The institution dates back to the Middle Ages, age where they adopted the name of the Great Council and consisted of powerful members of the clergy and nobility, who were consulted by the king on important matters. Of course, there were more likely monarchs than others willing to accept recommendations from an assembly that tended to limit their authority, but the truth is that the country was ungovernable when Legislative Power was completely ignored. Precisely, the autocratic excesses of Henry III encouraged certain nobles, affected by the misbegotten decisions of their ruler, to create a chamber that in 1264 met for the first time without being convened by the king, and held a meeting on the sidelines. An interesting note: it not only consisted of archbishops, bishops, abbots, earls and barons, but also by knights and burgesses.
In the mid 14th century, the council, which had grown in accordance to the complexities of the administration, was divided into an Upper House – or House of Lords – constituted by representatives of the aristocracy or the clergy, and a Lower House – or House of Commons, formed by knights and burgesses. Together (although not mixed) the legislators were able to impose their conditions: during the reign of Edward III the consensus of both houses was as necessary as the approval of the monarch in order to proclaim a law or institute a tax.
In 1548 the spirited Henry VIII abandoned the Palace of Westminster as the royal residence, which has since converted into the seat of Parliament. In Saint Stephen’s Chapel, which was adapted for the House of Commons to hold meetings, the legislators sat to the right or left of the king’s spokesman, as belonging to the ruling party or the opposing party, from where a popular way to designate certain political tendencies derived. In 1632, during the English Civil War, the triumph of the parliamentarians against the army of the despot Charles I started a new era where Parliament is identified as a legitimate source of power and as a strong political force independent of the king: the modern constitutional parliamentary monarchy, a starting point for European and global democracy had been born.

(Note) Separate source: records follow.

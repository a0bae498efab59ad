//! Session control: which inputs are live, whether the camera and detector
//! are usable, and the detection schedule.
//!
//! Frontends feed events in (toggles, detector load result, camera
//! permission) and act on the returned [`SessionCommand`]. Every failure
//! lands in a degraded but usable mode; nothing here is fatal.

use crate::constants::*;
use crate::gesture::GestureState;
use crate::interaction::ManipulationDelta;

/// Hand detector lifecycle. `Unavailable` is terminal for the session.
#[derive(Clone, Copy, Debug, Default, PartialEq, Eq)]
pub enum DetectorStatus {
    #[default]
    Loading,
    Ready,
    Unavailable,
}

#[derive(Clone, Copy, Debug, Default, PartialEq, Eq)]
pub enum CameraStatus {
    #[default]
    Off,
    Requesting,
    Available,
    Unavailable,
}

/// Identifies one run of the detection loop. Stopping the loop invalidates
/// every handle issued before it.
#[derive(Clone, Copy, Debug, PartialEq, Eq)]
pub struct ScheduleHandle(u64);

#[derive(Clone, Debug, Default)]
pub struct DetectionSchedule {
    generation: u64,
    running: bool,
    last_video_time: Option<f64>,
}

impl DetectionSchedule {
    pub fn start(&mut self) -> ScheduleHandle {
        self.generation += 1;
        self.running = true;
        self.last_video_time = None;
        ScheduleHandle(self.generation)
    }

    pub fn stop(&mut self) {
        if self.running {
            self.generation += 1;
            self.running = false;
            self.last_video_time = None;
        }
    }

    pub fn is_running(&self) -> bool {
        self.running
    }

    pub fn is_current(&self, handle: ScheduleHandle) -> bool {
        self.running && handle.0 == self.generation
    }

    /// Whether the video frame at `video_time` should be sent to the detector.
    ///
    /// Refuses stale handles and frames the video pipeline is re-presenting.
    pub fn accept_frame(&mut self, handle: ScheduleHandle, video_time: f64) -> bool {
        if !self.is_current(handle) || self.last_video_time == Some(video_time) {
            return false;
        }
        self.last_video_time = Some(video_time);
        true
    }
}

/// Side effect a frontend must perform after a session change.
#[derive(Clone, Copy, Debug, PartialEq, Eq)]
pub enum SessionCommand {
    None,
    /// Request the camera and start the detection loop under this handle.
    AcquireCamera(ScheduleHandle),
    /// Stop the detection loop and release the camera now.
    ReleaseCamera,
}

/// Status line shown by the presentation layer.
#[derive(Clone, Copy, Debug, PartialEq, Eq)]
pub enum StatusLabel {
    Loading,
    Active,
    NoCamera,
    Disabled,
}

impl StatusLabel {
    pub fn as_str(&self) -> &'static str {
        match self {
            Self::Loading => "Rendering...",
            Self::Active => "Active",
            Self::NoCamera => "No Camera",
            Self::Disabled => "Disabled",
        }
    }
}

/// Instruction line for the current gesture.
#[derive(Clone, Copy, Debug, PartialEq, Eq)]
pub enum GestureHint {
    Exploding,
    Heart,
    GestureInstructions,
    DragInstructions,
}

impl GestureHint {
    pub fn as_str(&self) -> &'static str {
        match self {
            Self::Exploding => "Deconstructing",
            Self::Heart => "With Love",
            Self::GestureInstructions => "Open hand to deconstruct. Fist to rotate and zoom.",
            Self::DragInstructions => "Drag to rotate this structure.",
        }
    }
}

#[derive(Clone, Debug, Default)]
pub struct Session {
    started: bool,
    gesture_enabled: bool,
    detector: DetectorStatus,
    camera: CameraStatus,
    schedule: DetectionSchedule,
}

impl Session {
    pub fn new() -> Self {
        Self::default()
    }

    pub fn set_started(&mut self, started: bool) -> SessionCommand {
        self.started = started;
        self.reconcile()
    }

    pub fn set_gesture_enabled(&mut self, enabled: bool) -> SessionCommand {
        self.gesture_enabled = enabled;
        self.reconcile()
    }

    pub fn detector_ready(&mut self) -> SessionCommand {
        if self.detector == DetectorStatus::Loading {
            self.detector = DetectorStatus::Ready;
            log::info!("[detect] hand detector ready");
        }
        self.reconcile()
    }

    /// Detector could not load; gesture control stays unavailable.
    pub fn detector_failed(&mut self) -> SessionCommand {
        self.detector = DetectorStatus::Unavailable;
        log::warn!("[detect] hand detector unavailable for this session");
        self.reconcile()
    }

    /// Camera stream arrived. Returns `false` if the request belongs to a
    /// stopped run; the caller must release the stream immediately.
    pub fn camera_granted(&mut self, handle: ScheduleHandle) -> bool {
        if !self.schedule.is_current(handle) {
            return false;
        }
        self.camera = CameraStatus::Available;
        log::info!("[camera] stream active");
        true
    }

    pub fn camera_denied(&mut self, handle: ScheduleHandle) {
        if self.schedule.is_current(handle) {
            self.camera = CameraStatus::Unavailable;
            self.schedule.stop();
            log::warn!("[camera] unavailable; pointer control remains active");
        }
    }

    fn wants_detection(&self) -> bool {
        self.started && self.gesture_enabled && self.detector == DetectorStatus::Ready
    }

    fn reconcile(&mut self) -> SessionCommand {
        let wants = self.wants_detection();
        let engaged = self.schedule.is_running() || self.camera == CameraStatus::Available;
        if wants && !engaged && self.camera != CameraStatus::Unavailable {
            self.camera = CameraStatus::Requesting;
            SessionCommand::AcquireCamera(self.schedule.start())
        } else if !wants && (engaged || self.camera == CameraStatus::Requesting) {
            self.schedule.stop();
            self.camera = CameraStatus::Off;
            SessionCommand::ReleaseCamera
        } else {
            if !wants && self.camera == CameraStatus::Unavailable && !self.gesture_enabled {
                // re-enabling later may try the camera again
                self.camera = CameraStatus::Off;
            }
            SessionCommand::None
        }
    }

    /// Whether hand gestures currently drive the scene. When false the
    /// pointer fallback is in charge.
    pub fn gesture_input_active(&self) -> bool {
        self.wants_detection() && self.camera == CameraStatus::Available
    }

    pub fn accept_frame(&mut self, handle: ScheduleHandle, video_time: f64) -> bool {
        self.schedule.accept_frame(handle, video_time)
    }

    pub fn is_current(&self, handle: ScheduleHandle) -> bool {
        self.schedule.is_current(handle)
    }

    pub fn is_loading(&self) -> bool {
        self.detector == DetectorStatus::Loading
    }

    pub fn detector(&self) -> DetectorStatus {
        self.detector
    }

    pub fn camera(&self) -> CameraStatus {
        self.camera
    }

    pub fn camera_available(&self) -> bool {
        self.camera == CameraStatus::Available
    }

    pub fn started(&self) -> bool {
        self.started
    }

    pub fn gesture_enabled(&self) -> bool {
        self.gesture_enabled
    }

    pub fn status(&self) -> StatusLabel {
        if self.is_loading() {
            StatusLabel::Loading
        } else if !self.gesture_enabled {
            StatusLabel::Disabled
        } else if self.camera_available() {
            StatusLabel::Active
        } else {
            StatusLabel::NoCamera
        }
    }

    pub fn hint(&self, gesture: GestureState) -> GestureHint {
        match gesture {
            GestureState::HandOpen => GestureHint::Exploding,
            GestureState::HeartShape => GestureHint::Heart,
            _ if self.gesture_enabled => GestureHint::GestureInstructions,
            _ => GestureHint::DragInstructions,
        }
    }
}

/// Mouse/touch stand-in for hand gestures.
///
/// Press explodes (open hand), release reassembles (closed hand). Once the
/// pointer travels past [`DRAG_SLOP_PX`] while pressed, the press becomes a
/// drag: the field reassembles and horizontal motion feeds the rotation axis.
#[derive(Clone, Debug, Default)]
pub struct PointerFallback {
    pressed_at: Option<f32>,
    last_x: f32,
    dragging: bool,
}

impl PointerFallback {
    pub fn press(&mut self, x: f32) -> GestureState {
        self.pressed_at = Some(x);
        self.last_x = x;
        self.dragging = false;
        GestureState::HandOpen
    }

    /// Release or pointer leave.
    pub fn release(&mut self) -> GestureState {
        self.pressed_at = None;
        self.dragging = false;
        GestureState::HandClosed
    }

    /// Pointer moved to `x` (pixels). Returns a new gesture state when the
    /// press turns into a drag.
    pub fn move_to(&mut self, x: f32, channel: &mut ManipulationDelta) -> Option<GestureState> {
        let origin = self.pressed_at?;
        let mut changed = None;
        if !self.dragging && (x - origin).abs() > DRAG_SLOP_PX {
            self.dragging = true;
            changed = Some(GestureState::HandClosed);
        }
        if self.dragging {
            channel.push_rotation((x - self.last_x) * DRAG_ROTATION_PER_PX);
        }
        self.last_x = x;
        changed
    }

    /// Wheel input in lines; positive zooms in.
    pub fn wheel(&self, lines: f32, channel: &mut ManipulationDelta) {
        channel.push_zoom(lines * WHEEL_ZOOM_PER_LINE);
    }

    pub fn is_pressed(&self) -> bool {
        self.pressed_at.is_some()
    }

    pub fn is_dragging(&self) -> bool {
        self.dragging
    }
}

LThe statues of numerous kings that adorn the tops of the Palace of Westminster – a World Heritage Site (UNESCO) - reflect in the waters of the northern bank of the Thames; on one of the sides of the castle the celebrated bell of Big Ben is found, often confused with the whole clock tower; Victoria Tower is located to the south, where copies of all the approved laws have arrived since 1497; at the foot of this location is Victoria Tower Gardens – where one of the twelve casts of Les Bourgeois de Calais, by Auguste Rodin, is located, a sculpture that commemorates the gesture of six burgesses that offered themselves as a sacrifice to save their fellow citizens, an incident that at the moment France and England faced and that now unites both nations. Also there, Buxton Memorial Fountain can be appreciated, an ornate structure that commemorates the abolition of slavery in the British Empire, as well as the statue of Emmeline Pankhurst, pioneer for women’s suffrage, once ignored and silenced by Parliament and today recognized in bronze for it.
It is understandable that Victoria Tower Gardens was the chosen site for Rivelino to display his ten giant nomads, which were placed in a circle – as the formation of Arthur’s knights, “king that has been and will be”, who did not support hierarchical differences among them. The fact that an exhibit had never been permitted in that space was not an obstacle to carrying it out, even though there was lengthy paperwork for security purposes that reduced the exhibit to the month of January 2011. In a culture as sensitive as that of the English, where art is integrated into public life, it is not surprising that Our Silences gave rise to a televised debate between Conservatives and Labour, and that even included the British Prime Minister.